Opening: A Seemingly Normal Evening
It was Friday, 8:00 PM, and my team was preparing to deploy an update for the order-service — the most critical microservice in the company’s order processing chain.
Everything was smooth. Tests passed. CI/CD was all green. I pressed the Deploy button to production with a terrifying level of confidence.
“Just a small rollout, should be fine…”
5 minutes later, Slack was screaming. The #alert, #ops, #order-system channels were burning red.
Grafana showed a strange spike: failed orders skyrocketed.
There were chilling log lines:
java.net.SocketException: Connection reset
org.apache.kafka.common.errors.TimeoutException
Connection refused: no further information
I froze. In just a few minutes, nearly a hundred orders vanished without a trace. They all stopped mid-process as if someone pressed “pause” then “delete”.
Investigation: Something’s Not Right
We held an emergency meeting. No code errors. No Kafka errors. No DB errors.
Only one thing matched perfectly: the failed orders all occurred at the exact moment the new version was deployed.
Someone on the team suddenly asked:
“Has anyone set up graceful shutdown for this service?”
I was speechless. Everything became clear:
The old pod had just received requests that weren’t finished processing when K8s sent the SIGTERM signal.
Spring Boot hadn’t been configured for graceful shutdown, so it killed everything, clean kill. Kafka hadn’t sent messages yet. DB hadn’t committed yet. Incomplete data was wiped clean.
Consequences: Production Collapsed Because of One Forgotten Config
No one thought forgetting one configuration line could create such consequences.
Nearly a hundred orders were lost, each had to be manually recovered.
4 hours of OT, a DevOps colleague and I sat restoring logs from Kafka to trace back requests.
An apology email to customers, along with compensation vouchers.
At that moment I just thought: “I wish I had known about this sooner.”
Awakening: How a Service Shuts Down Is as Important as How It Starts
I began researching graceful shutdown — a concept I had only skimmed before.
Lesson One: Enable “Conscientious” Shutdown
server:
shutdown: graceful
spring:
lifecycle:
timeout-per-shutdown-phase: 30s
This lets Spring wait for in-progress requests to complete before shutting down.
Lesson Two: Say Goodbye to Kafka Properly
@PreDestroy
public void cleanUp() {
kafkaProducer.flush();
kafkaProducer.close(Duration.ofSeconds(10));
log.info("Kafka producer closed.");
}
If you don’t close the producer properly, you’re sending messages into… the void.

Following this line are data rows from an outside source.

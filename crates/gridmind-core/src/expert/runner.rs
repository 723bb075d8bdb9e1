//! The Propose-Test-Refine loop.

use std::sync::Arc;

use rand::rngs::StdRng;
use rand::seq::SliceRandom;
use rand::SeedableRng;
use tracing::{debug, info, instrument, warn, Instrument};

use gridmind_domain::{
    Attempt, ExampleResult, ExpertHistory, FailureKind, Grid, Puzzle, TrainExample,
};

use super::extract::extract_program;
use super::prompt::{build_prompt, select_past_attempts};
use super::ExpertConfig;
use crate::gateway::{GenerateRequest, ModelGateway};
use crate::obs;
use crate::sandbox::TransformRunner;
use crate::scoring::score_example;

/// Run one expert's full PTR loop and return its attempt history.
///
/// Per turn `i`, the prompt seed and gateway seed are `seed + i`, so a fixed
/// base seed reproduces the entire run. Sandbox and scorer failures are never
/// fatal here; they become zero-scored results that feed the next prompt.
/// Termination: first full pass, exhausted gateway budgets, or the iteration
/// cap — whichever comes first.
#[instrument(skip_all, fields(expert_id = %expert_id, seed = seed))]
pub async fn run_expert(
    puzzle: &Puzzle,
    config: &ExpertConfig,
    expert_id: &str,
    seed: u64,
    gateway: Arc<dyn ModelGateway>,
    runner: Arc<dyn TransformRunner>,
) -> ExpertHistory {
    let span = obs::ExpertSpan::span(expert_id);
    run_expert_inner(puzzle, config, expert_id, seed, gateway, runner)
        .instrument(span)
        .await
}

async fn run_expert_inner(
    puzzle: &Puzzle,
    config: &ExpertConfig,
    expert_id: &str,
    seed: u64,
    gateway: Arc<dyn ModelGateway>,
    runner: Arc<dyn TransformRunner>,
) -> ExpertHistory {
    let mut history: ExpertHistory = Vec::new();

    for i in 0..config.max_iterations {
        let turn_seed = seed.wrapping_add(i as u64);
        let mut rng = StdRng::seed_from_u64(turn_seed);

        let mut ordered: Vec<&TrainExample> = puzzle.train().iter().collect();
        if config.shuffle_examples {
            ordered.shuffle(&mut rng);
        }
        let past = select_past_attempts(&history, config, &mut rng);
        let prompt = build_prompt(&ordered, puzzle.test_inputs(), &past, puzzle.train());

        let request = GenerateRequest {
            model_id: config.model_id.clone(),
            prompt,
            temperature: config.temperature,
            seed: turn_seed,
            extras: config.model_extras.clone(),
        };

        let built = match gateway.generate(&request).await {
            Ok(response) => match extract_program(&response) {
                Some(program) => {
                    let (train_results, test_predictions) =
                        evaluate_program(&program, puzzle, runner.as_ref()).await;
                    Attempt::new(
                        program,
                        train_results,
                        test_predictions,
                        i,
                        expert_id,
                        config.count_failed_matches,
                    )
                }
                None => Attempt::new(
                    "",
                    uniform_failure(puzzle, FailureKind::NoCode, "no code in model response"),
                    vec![None; puzzle.test_count()],
                    i,
                    expert_id,
                    config.count_failed_matches,
                ),
            },
            Err(err) if err.is_budget_exhausted() => {
                debug!(iteration = i, "gateway budgets exhausted, terminating loop");
                break;
            }
            Err(err) => {
                warn!(iteration = i, error = %err, "gateway call failed");
                Attempt::new(
                    "",
                    uniform_failure(puzzle, FailureKind::RuntimeError, err.to_string()),
                    vec![None; puzzle.test_count()],
                    i,
                    expert_id,
                    config.count_failed_matches,
                )
            }
        };

        let attempt = match built {
            Ok(attempt) => attempt,
            Err(err) => {
                warn!(iteration = i, error = %err, "could not record attempt");
                break;
            }
        };

        obs::emit_attempt_scored(expert_id, i, attempt.aggregate_score, attempt.all_pass);
        let solved = attempt.all_pass;
        history.push(attempt);

        if solved {
            info!(iteration = i, "all training examples solved");
            break;
        }
        if let Some(kind) = gateway.budgets().exhausted() {
            debug!(iteration = i, budget = %kind, "budget exhausted after turn");
            break;
        }
    }

    let found_passer = history.iter().any(|a| a.all_pass);
    obs::emit_expert_finished(expert_id, history.len(), found_passer);

    if !config.return_best_result && !found_passer {
        return Vec::new();
    }
    history
}

/// Execute a program against every training pair and every test input.
///
/// Training results keep the puzzle's original example order regardless of
/// any prompt-side shuffle. Host-side sandbox errors degrade to zero-scored
/// runtime errors.
async fn evaluate_program(
    program: &str,
    puzzle: &Puzzle,
    runner: &dyn TransformRunner,
) -> (Vec<ExampleResult>, Vec<Option<Grid>>) {
    let mut train_results = Vec::with_capacity(puzzle.train_count());
    for example in puzzle.train() {
        let result = match runner.run(program, &example.input).await {
            Ok(outcome) => score_example(&outcome, &example.output),
            Err(err) => {
                warn!(error = %err, "sandbox harness failure on training example");
                ExampleResult::failed(FailureKind::RuntimeError, 0.0, None, err.to_string())
            }
        };
        train_results.push(result);
    }

    let mut test_predictions = Vec::with_capacity(puzzle.test_count());
    for input in puzzle.test_inputs() {
        let predicted = match runner.run(program, input).await {
            Ok(outcome) => outcome.predicted,
            Err(err) => {
                warn!(error = %err, "sandbox harness failure on test input");
                None
            }
        };
        test_predictions.push(predicted);
    }

    (train_results, test_predictions)
}

/// The same failure on every training example (no_code, gateway failure).
fn uniform_failure(
    puzzle: &Puzzle,
    kind: FailureKind,
    diagnostic: impl Into<String>,
) -> Vec<ExampleResult> {
    let diagnostic = diagnostic.into();
    puzzle
        .train()
        .iter()
        .map(|_| ExampleResult::failed(kind, 0.0, None, diagnostic.clone()))
        .collect()
}
//! Voting: group candidate attempts by test-prediction fingerprint, rank the
//! groups, and emit up to K final attempts diversity-first.
//!
//! Everything here is a pure function of the input attempts; the result is
//! independent of input ordering up to the documented tiebreaks.

use std::collections::HashMap;

use serde::{Deserialize, Serialize};

use gridmind_domain::{Attempt, Fingerprint, Grid};

/// Attempts sharing one test-prediction fingerprint.
#[derive(Debug, Clone, Serialize, Deserialize)]
pub struct SolutionGroup {
    pub fingerprint: Fingerprint,
    /// Members ordered best-representative-first: aggregate score descending,
    /// then iteration index ascending, then expert id.
    pub members: Vec<Attempt>,
    /// Passers, plus failed members with the failed-match hint when the group
    /// contains a passer.
    pub vote_count: u32,
    pub best_aggregate_score: f32,
    pub contains_passer: bool,
    /// Smallest iteration index across members; earlier solutions win ties.
    pub earliest_iteration: usize,
}

/// One emitted attempt, aligned to the puzzle's test inputs.
#[derive(Debug, Clone, Serialize, Deserialize)]
pub struct RankedAttempt {
    pub predictions: Vec<Option<Grid>>,
    /// Absent on null placeholder attempts.
    pub fingerprint: Option<Fingerprint>,
    pub vote_count: u32,
    pub from_passer: bool,
}

impl RankedAttempt {
    /// Placeholder emitted when no candidate produced any prediction.
    fn null(test_count: usize) -> Self {
        Self {
            predictions: vec![None; test_count],
            fingerprint: None,
            vote_count: 0,
            from_passer: false,
        }
    }
}

/// Group attempts by fingerprint and rank the groups.
///
/// All-null attempts are dropped. Duplicate attempts (same expert id and
/// iteration index) collapse to one member, so replayed input cannot inflate
/// a group's votes. Ranking is lexicographic, descending: contains_passer,
/// vote_count, best_aggregate_score, then ascending earliest iteration, with
/// the fingerprint itself as the final deterministic tiebreak.
pub fn tally_groups(attempts: &[Attempt]) -> Vec<SolutionGroup> {
    let mut by_fingerprint: HashMap<Fingerprint, Vec<&Attempt>> = HashMap::new();
    for attempt in attempts {
        let Some(fingerprint) = Fingerprint::from_predictions(&attempt.test_predictions) else {
            continue;
        };
        let members = by_fingerprint.entry(fingerprint).or_default();
        let duplicate = members.iter().any(|m| {
            m.expert_id == attempt.expert_id && m.iteration_index == attempt.iteration_index
        });
        if !duplicate {
            members.push(attempt);
        }
    }

    let mut groups: Vec<SolutionGroup> = by_fingerprint
        .into_iter()
        .map(|(fingerprint, mut members)| {
            members.sort_by(|a, b| {
                b.aggregate_score
                    .total_cmp(&a.aggregate_score)
                    .then(a.iteration_index.cmp(&b.iteration_index))
                    .then(a.expert_id.cmp(&b.expert_id))
            });

            let contains_passer = members.iter().any(|m| m.all_pass);
            let passers = members.iter().filter(|m| m.all_pass).count();
            let reinforcing = if contains_passer {
                members
                    .iter()
                    .filter(|m| !m.all_pass && m.failed_match_votes)
                    .count()
            } else {
                0
            };
            let best_aggregate_score = members
                .iter()
                .map(|m| m.aggregate_score)
                .fold(0.0_f32, f32::max);
            let earliest_iteration = members
                .iter()
                .map(|m| m.iteration_index)
                .min()
                .unwrap_or(0);

            SolutionGroup {
                fingerprint,
                members: members.into_iter().cloned().collect(),
                vote_count: (passers + reinforcing) as u32,
                best_aggregate_score,
                contains_passer,
                earliest_iteration,
            }
        })
        .collect();

    groups.sort_by(|a, b| {
        b.contains_passer
            .cmp(&a.contains_passer)
            .then(b.vote_count.cmp(&a.vote_count))
            .then(b.best_aggregate_score.total_cmp(&a.best_aggregate_score))
            .then(a.earliest_iteration.cmp(&b.earliest_iteration))
            .then(a.fingerprint.as_str().cmp(b.fingerprint.as_str()))
    });
    groups
}

/// Emit up to `k` attempts, diversity-first.
///
/// Walk the ranked groups taking each group's best member, and only return
/// to a group for its next-best member once every group has contributed one.
/// When no groups exist, emit `k` null attempts.
pub fn select_ranked(groups: &[SolutionGroup], k: usize, test_count: usize) -> Vec<RankedAttempt> {
    if groups.is_empty() {
        return (0..k).map(|_| RankedAttempt::null(test_count)).collect();
    }

    let mut out = Vec::with_capacity(k);
    let mut depth = 0;
    while out.len() < k {
        let mut yielded = false;
        for group in groups {
            if let Some(member) = group.members.get(depth) {
                out.push(RankedAttempt {
                    predictions: member.test_predictions.clone(),
                    fingerprint: Some(group.fingerprint.clone()),
                    vote_count: group.vote_count,
                    from_passer: group.contains_passer,
                });
                yielded = true;
                if out.len() == k {
                    break;
                }
            }
        }
        if !yielded {
            break;
        }
        depth += 1;
    }
    out
}

/// Convenience composition: tally then select.
pub fn vote(attempts: &[Attempt], k: usize, test_count: usize) -> Vec<RankedAttempt> {
    let groups = tally_groups(attempts);
    select_ranked(&groups, k, test_count)
}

Lesson Three: Don’t Forget Your Thread Pool
@Bean
public Executor taskExecutor() {
ThreadPoolTaskExecutor executor = new ThreadPoolTaskExecutor();
executor.setWaitForTasksToCompleteOnShutdown(true);
executor.setAwaitTerminationSeconds(30);
return executor;
}
Final Lesson: Readiness Probe Is a Lifesaver
@EventListener
public void onAppShutdown(ContextClosedEvent event) {
isReady.set(false); // readiness = false => K8s won't send new requests
}
If a Pod is shutting down but still receiving new requests, it’s like… a dying patient being called to work.
Conclusion
That incident was a painful but valuable lesson. It taught me that a system doesn’t just need to be designed to run well, but also needs to be carefully prepared to stop properly.
In the world of microservices, where everything is tightly coupled and real-time, a service dying suddenly can create a domino effect, impacting data, user experience, and the reputation of the entire system.
Lessons learned:
-
Graceful shutdown is not optional — it’s mandatory. Especially for services handling requests, communicating with Kafka, RabbitMQ, databases, or third parties.
-
Always configure server.shutdown: graceful and appropriate timeout-per-shutdown-phase.
-
Ensure critical resources are properly closed:
- Kafka producer
- Thread pool
- DB connection
- External clients
-
Use readiness probes to prevent a shutting-down Pod from receiving new requests.
-
Thoroughly test shutdown scenarios in staging — don’t just test startup.
-
And finally: Avoid deploying on weekends if possible. Systems can fail, but production on-call staff also need time to live.
Writing good code is one thing. But operating systems safely and responsibly is another story — and one that’s often less talked about.
I hope this article helps you avoid experiencing a “dark Friday” like mine.